Data records START
//! The decoded property tree.
//!
//! Plain serde mirrors of the glTF JSON objects. Cross-references are kept as
//! integer indices; nothing is resolved here. The [`Linker`](crate::link::Linker)
//! validates and materializes them once the whole tree is known.

mod animation;
mod geometry;
mod material;
mod scene;

pub use animation::{Animation, AnimationSampler, Channel, ChannelTarget};
pub use geometry::{Accessor, Buffer, BufferView, Mesh, Primitive};
pub use material::{Image, Material, PbrMetallicRoughness, Sampler, Texture, TextureInfo, TextureSlot};
pub use scene::{Camera, Node, Orthographic, Perspective, Scene, Skin};

use serde::Deserialize;
use serde_json::Value;

use crate::extension::{ExtensionBag, Extras};
use crate::property::{impl_property, NodeRef, Property};

/// Asset metadata.
#[derive(Clone, Debug, Deserialize)]
#[serde(rename_all = "camelCase")]
pub struct Asset {
    pub version: String,
    pub min_version: Option<String>,
    pub generator: Option<String>,
    pub copyright: Option<String>,
}

impl Default for Asset {
    fn default() -> Self {
        Self {
            version: "2.0".to_string(),
            min_version: None,
            generator: None,
            copyright: None,
        }
    }
}

/// Root of the property tree.
#[derive(Clone, Debug, Default, Deserialize)]
#[serde(rename_all = "camelCase")]
pub struct Document {
    #[serde(default)]
    pub asset: Asset,
    /// Default scene index
    pub scene: Option<usize>,
    #[serde(default)]
    pub scenes: Vec<Scene>,
    #[serde(default)]
    pub nodes: Vec<Node>,
    #[serde(default)]
    pub meshes: Vec<Mesh>,
    #[serde(default)]
    pub accessors: Vec<Accessor>,
    #[serde(default)]
    pub buffer_views: Vec<BufferView>,
    #[serde(default)]
    pub buffers: Vec<Buffer>,
    #[serde(default)]
    pub materials: Vec<Material>,
    #[serde(default)]
    pub textures: Vec<Texture>,
    #[serde(default)]
    pub images: Vec<Image>,
    #[serde(default)]
    pub samplers: Vec<Sampler>,
    #[serde(default)]
    pub animations: Vec<Animation>,
    #[serde(default)]
    pub skins: Vec<Skin>,
    #[serde(default)]
    pub cameras: Vec<Camera>,
    #[serde(default)]
    pub extensions_used: Vec<String>,
    #[serde(default)]
    pub extensions_required: Vec<String>,
    pub extensions: Option<ExtensionBag>,
    pub extras: Option<Extras>,
}

impl_property!(Document);

impl Document {
    /// Deserialize a document from an already-parsed JSON tree.
    pub fn from_value(value: Value) -> serde_json::Result<Self> {
        serde_json::from_value(value)
    }

    /// Parse and deserialize a document from JSON text.
    pub fn from_slice(bytes: &[u8]) -> serde_json::Result<Self> {
        serde_json::from_slice(bytes)
    }

    /// Index of the scene to show by default.
    pub fn default_scene(&self) -> Option<usize> {
        self.scene.or_else(|| (!self.scenes.is_empty()).then_some(0))
    }

    /// Look up the property behind a node identity.
    pub fn property(&self, node: NodeRef) -> Option<&dyn Property> {
        let property: &dyn Property = match node {
            NodeRef::Document => self,
            NodeRef::Scene(i) => self.scenes.get(i)?,
            NodeRef::Node(i) => self.nodes.get(i)?,
            NodeRef::Mesh(i) => self.meshes.get(i)?,
            NodeRef::Primitive { mesh, primitive } => self.meshes.get(mesh)?.primitives.get(primitive)?,
            NodeRef::Accessor(i) => self.accessors.get(i)?,
            NodeRef::BufferView(i) => self.buffer_views.get(i)?,
            NodeRef::Buffer(i) => self.buffers.get(i)?,
            NodeRef::Material(i) => self.materials.get(i)?,
            NodeRef::MaterialTexture { material, slot } => self.materials.get(material)?.texture(slot)?,
            NodeRef::Texture(i) => self.textures.get(i)?,
            NodeRef::Image(i) => self.images.get(i)?,
            NodeRef::Sampler(i) => self.samplers.get(i)?,
            NodeRef::Animation(i) => self.animations.get(i)?,
            NodeRef::Channel { animation, channel } => self.animations.get(animation)?.channels.get(channel)?,
            NodeRef::AnimationSampler { animation, sampler } => {
                self.animations.get(animation)?.samplers.get(sampler)?
            }
            NodeRef::Skin(i) => self.skins.get(i)?,
            NodeRef::Camera(i) => self.cameras.get(i)?,
        };
        Some(property)
    }
}

#[cfg(test)]
mod tests {
    use super::*;
    use serde_json::json;

    #[test]
    fn test_minimal_document() {
        let document = Document::from_value(json!({ "asset": { "version": "2.0" } })).unwrap();
        assert_eq!(document.asset.version, "2.0");
        assert!(document.nodes.is_empty());
        assert_eq!(document.default_scene(), None);
    }

    #[test]
    fn test_defaults_are_applied() {
        let document = Document::from_value(json!({
            "asset": { "version": "2.0" },
            "scenes": [{ "nodes": [0] }],
            "nodes": [{ "name": "root" }],
            "meshes": [{ "primitives": [{ "attributes": { "POSITION": 0 } }] }],
            "materials": [{}],
            "samplers": [{}],
            "buffers": [{ "byteLength": 4 }],
            "bufferViews": [{ "buffer": 0, "byteLength": 4 }],
        }))
        .unwrap();

        assert_eq!(document.default_scene(), Some(0));
        assert_eq!(document.meshes[0].primitives[0].mode, 4);
        assert_eq!(document.materials[0].alpha_mode, "OPAQUE");
        assert_eq!(document.materials[0].alpha_cutoff, 0.5);
        assert_eq!(document.samplers[0].wrap_s, 10497);
        assert_eq!(document.buffer_views[0].byte_offset, 0);
    }

    #[test]
    fn test_property_lookup() {
        let document = Document::from_value(json!({
            "asset": { "version": "2.0" },
            "nodes": [{ "extensions": { "VENDOR_tag": { "id": 7 } }, "extras": { "note": "hi" } }],
            "materials": [{
                "pbrMetallicRoughness": { "baseColorTexture": { "index": 0 } }
            }],
        }))
        .unwrap();

        let node = document.property(NodeRef::Node(0)).unwrap();
        assert_eq!(node.extensions().map(ExtensionBag::len), Some(1));
        assert_eq!(node.extras(), Some(&json!({ "note": "hi" })));

        let slot = NodeRef::MaterialTexture {
            material: 0,
            slot: TextureSlot::BaseColor,
        };
        assert!(document.property(slot).is_some());
        let missing = NodeRef::MaterialTexture {
            material: 0,
            slot: TextureSlot::Normal,
        };
        assert!(document.property(missing).is_none());
        assert!(document.property(NodeRef::Node(3)).is_none());
    }

    #[test]
    fn test_rejects_wrong_field_types() {
        let result = Document::from_value(json!({ "nodes": [{ "children": "zero" }] }));
        assert!(result.is_err());
    }
}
Data records END
Directions for this task: Working through the records, copy each line in which the word "usize" appears.

Result for this exercise:
    pub scene: Option<usize>,
    pub fn default_scene(&self) -> Option<usize> {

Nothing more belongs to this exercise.